→ **About this exercise**:
Among the entries that follow, find every line with the word "paths" and list it.
**** Source material ****
use std::env;
use std::path::Path;

use tokio::fs;
use tracing::{info, warn};

use crate::types::DashboardError;

use super::{paths, Config};

pub const API_URL_ENV: &str = "DASHBOARD_API_URL";

impl Config {
    /// Load configuration from config.json
    /// Falls back to defaults if the file doesn't exist or can't be parsed
    pub async fn load() -> Self {
        let config_path = paths::get_config_path();
        let mut config = match Self::load_from(&config_path).await {
            Ok(config) => config,
            Err(err) => {
                warn!(error = ?err, "Failed to load config.json, using defaults");
                Self::default()
            }
        };

        if let Ok(custom) = env::var(API_URL_ENV) {
            let trimmed = custom.trim();
            if !trimmed.is_empty() {
                config.api_base_url = trimmed.to_string();
            }
        }

        if config.stats_interval_ms == config.health_interval_ms {
            warn!(
                interval_ms = config.stats_interval_ms,
                "Stats and health polls share one interval; their ticks will coincide"
            );
        }

        info!(
            api = %config.api_base_url,
            stats_ms = config.stats_interval_ms,
            health_ms = config.health_interval_ms,
            "Loaded configuration"
        );
        config
    }

    /// Read a config file, treating a missing file as "all defaults".
    pub async fn load_from(config_path: &Path) -> Result<Self, DashboardError> {
        if !config_path.exists() {
            warn!(path = %config_path.display(), "Config file not found, using defaults");
            return Ok(Self::default());
        }

        let contents = fs::read_to_string(config_path)
            .await
            .map_err(|err| DashboardError::Config(format!("Failed to read config file: {err}")))?;

        serde_json::from_str(&contents)
            .map_err(|err| DashboardError::Config(format!("Failed to parse config.json: {err}")))
    }
}

#[cfg(test)]
mod tests {
    use std::io::Write;

    use super::*;

    #[tokio::test]
    async fn missing_file_yields_defaults() {
        let dir = tempfile::tempdir().unwrap();
        let config = Config::load_from(&dir.path().join("config.json")).await.unwrap();
        assert_eq!(config, Config::default());
        assert_eq!(config.stats_interval_ms, 3000);
        assert_eq!(config.health_interval_ms, 5000);
    }

    #[tokio::test]
    async fn partial_file_keeps_other_defaults() {
        let mut file = tempfile::NamedTempFile::new().unwrap();
        write!(
            file,
            r#"{{"api_base_url": "http://seq.local:9000", "discard_stale_responses": true}}"#
        )
        .unwrap();

        let config = Config::load_from(file.path()).await.unwrap();
        assert_eq!(config.api_base_url, "http://seq.local:9000");
        assert!(config.discard_stale_responses);
        assert_eq!(config.request_timeout_secs, 8);
    }

    #[tokio::test]
    async fn broken_json_is_a_config_error() {
        let mut file = tempfile::NamedTempFile::new().unwrap();
        write!(file, "{{ not json").unwrap();

        let err = Config::load_from(file.path()).await.unwrap_err();
        assert!(matches!(err, DashboardError::Config(_)));
    }
}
****
→ **Output**:
use super::{paths, Config};
        let config_path = paths::get_config_path();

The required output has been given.